O PARPA demonstra preocupação pelo que pode significar ser considerado pobre em Moçambique. Cita vários estudos sobre a percepção da pobreza indicando o debate que se tem suscitado em relação ao tema e identifica mesmo os conceitos de poder e exclusão como algumas das tendências dos últimos tempos. Contudo, parece combinar com o indicador de consumo o qual, cada vez mais, globaliza o bem-estar com os parâmetros da sociedade de consumo onde os serviços sociais básicos são produtos do mercado. Ter acesso a estes serviços significa ter capacidade de pagar por aquilo que precisa e tem direito de receber. O Estado deixa de assumir as suas responsabilidades.

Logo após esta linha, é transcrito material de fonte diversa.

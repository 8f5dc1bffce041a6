//! Relayed message types for Relaydesk.
//!
//! Every message that passes through the relay is recorded as an immutable,
//! append-only `Message` row before any delivery is attempted.

use chrono::{DateTime, Utc};
use serde::{Deserialize, Serialize};

use std::fmt;
use std::str::FromStr;

use crate::client::ClientId;

/// Which way a message travelled.
///
/// Maps to the CHECK constraint in the SQLite schema:
/// `CHECK (direction IN ('inbound', 'outbound'))`
#[derive(Debug, Clone, Copy, PartialEq, Eq, Serialize, Deserialize)]
#[serde(rename_all = "lowercase")]
pub enum Direction {
    /// Client to administrator.
    Inbound,
    /// Administrator to client.
    Outbound,
}

impl fmt::Display for Direction {
    fn fmt(&self, f: &mut fmt::Formatter<'_>) -> fmt::Result {
        match self {
            Direction::Inbound => write!(f, "inbound"),
            Direction::Outbound => write!(f, "outbound"),
        }
    }
}

impl FromStr for Direction {
    type Err = String;

    fn from_str(s: &str) -> Result<Self, Self::Err> {
        match s.to_lowercase().as_str() {
            "inbound" => Ok(Direction::Inbound),
            "outbound" => Ok(Direction::Outbound),
            other => Err(format!("invalid message direction: '{other}'")),
        }
    }
}

/// A recorded message.
///
/// For a fixed client, messages are totally ordered by `(created_at, id)`.
#[derive(Debug, Clone, PartialEq, Eq, Serialize, Deserialize)]
pub struct Message {
    /// Store-assigned, monotonically increasing id.
    pub id: i64,
    pub client_id: ClientId,
    pub direction: Direction,
    pub text: String,
    pub created_at: DateTime<Utc>,
}

/// An inbound event handed over by the transport.
#[derive(Debug, Clone, PartialEq, Eq)]
pub struct InboundEvent {
    pub sender_id: ClientId,
    pub sender_display_name: Option<String>,
    pub text: String,
    pub timestamp: DateTime<Utc>,
}

#[cfg(test)]
mod tests {
    use super::*;

    #[test]
    fn test_direction_roundtrip() {
        for direction in [Direction::Inbound, Direction::Outbound] {
            let parsed: Direction = direction.to_string().parse().unwrap();
            assert_eq!(direction, parsed);
        }
        assert!("sideways".parse::<Direction>().is_err());
    }

    #[test]
    fn test_direction_serde() {
        let json = serde_json::to_string(&Direction::Outbound).unwrap();
        assert_eq!(json, "\"outbound\"");
    }
}
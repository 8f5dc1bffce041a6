//! Application state wiring the store, configuration, and relay engine.
//!
//! Services are generic over repository/transport traits; AppState pins
//! them to the concrete infra implementations.

use std::path::{Path, PathBuf};

use anyhow::Context;
use relaydesk_core::relay::RelayEngine;
use relaydesk_infra::config::{default_database_path, load_relay_config, resolve_data_dir};
use relaydesk_infra::sqlite::conversation::SqliteConversationRepository;
use relaydesk_infra::sqlite::pool::DatabasePool;
use relaydesk_infra::telegram::TelegramClient;
use relaydesk_types::config::RelayConfig;

pub type ConcreteRelayEngine = RelayEngine<SqliteConversationRepository, TelegramClient>;

/// Shared application state used by every subcommand.
#[derive(Clone)]
pub struct AppState {
    pub data_dir: PathBuf,
    pub database_path: PathBuf,
    pub config: RelayConfig,
    pub db_pool: DatabasePool,
}

impl AppState {
    /// Resolve the data directory, load `config.toml`, and open the database.
    ///
    /// `database` overrides the default `<data dir>/relaydesk.db`.
    pub async fn init(database: Option<&Path>) -> anyhow::Result<Self> {
        let data_dir = resolve_data_dir();
        tokio::fs::create_dir_all(&data_dir)
            .await
            .with_context(|| format!("creating data directory {}", data_dir.display()))?;

        let config = load_relay_config(&data_dir).await;

        let database_path = database
            .map(Path::to_path_buf)
            .unwrap_or_else(|| default_database_path(&data_dir));
        if let Some(parent) = database_path.parent().filter(|p| !p.as_os_str().is_empty()) {
            tokio::fs::create_dir_all(parent).await?;
        }

        let db_pool = DatabasePool::open(&database_path)
            .await
            .with_context(|| format!("opening database {}", database_path.display()))?;

        tracing::debug!(
            data_dir = %data_dir.display(),
            database = %database_path.display(),
            "application state initialized"
        );

        Ok(Self {
            data_dir,
            database_path,
            config,
            db_pool,
        })
    }

    pub fn repository(&self) -> SqliteConversationRepository {
        SqliteConversationRepository::new(self.db_pool.clone())
    }

    /// Build the relay engine bound to one administrator chat.
    pub fn relay_engine(&self, telegram: TelegramClient, admin_chat_id: i64) -> ConcreteRelayEngine {
        RelayEngine::new(self.repository(), telegram, admin_chat_id, &self.config)
    }
}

À medida que se acelere no país a privatização de recursos, incluindo a terra, bens e serviços, exigência do crescimento acelerado, a incidência da pobreza, não como indicador, mas como realidade, vai aumentar, uma vez que as estratégias de subsistência, praticadas pelas mulheres e invisíveis para o modelo, vão de facto desaparecer. Os povos submergirão na miséria e criar-se-á um ambiente propício para alternativas erradas como a criminalidade e a corrupção. Isto começa a perceber-se em Maputo e é mais evidente na maioria dos países latino-americanos, expostos às exigências do crescimento económico acelerado há já várias décadas.
Em geral, todos os determinantes da pobreza que aparecem no PARPA mais do que a causa são a consequência da aplicação de modelos dominantes que procuram o seu benefício. As estratégias buscam eliminar as causas para minimizar os efeitos. No entanto, sendo estes considerados como causa, nunca poderia existir uma mudança real.

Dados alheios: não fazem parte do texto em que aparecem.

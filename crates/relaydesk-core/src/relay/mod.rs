//! The relay between clients and the administrator.
//!
//! `engine` implements the inbound/outbound message flows and the two query
//! flows on top of a `ConversationRepository` and a `Transport`. `render`
//! turns their results into the plain text the administrator sees.

pub mod engine;
pub mod render;

pub use engine::{AdminReply, RelayEngine};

O último PARPA apresenta alguns pontos interessantes da conexão entre o crescimento económico e a redução da pobreza, mas, em geral, assume como lógico que um maior desenvolvimento económico contribui, por si próprio, para a redução da pobreza sem uma sustentação aprofundada de como realizá-lo ao longo do plano.
Embora o PARPA reconheça a participação dos pobres nos benefícios do crescimento económico como um imperativo político, a análise de género está praticamente excluída do diagnóstico da pobreza e, consequentemente, das estratégias, sem que se prevejam actividades para eliminar a discriminação que existe nas relações de género ao longo do plano. É importante a vontade política para que estes assuntos façam parte das estratégias e do plano de acção, assim como para os executar na gestão orçamental. Isto deve ser incluído no processo de revisão e avaliação do plano, com vista a assegurar a mudança de políticas e de programas necessária para a redução da pobreza em Moçambique, assegurando igualdade de direitos e oportunidades para todos, homens e mulheres.
- Artigo extraído da consultoria realizada para o Fórum Mulher pela autora.
- Segundo palavras da Ministra de Plano e Finanças, Luisa Diogo, na discussão do PARPA com a USAID em princípios do ano de 2002.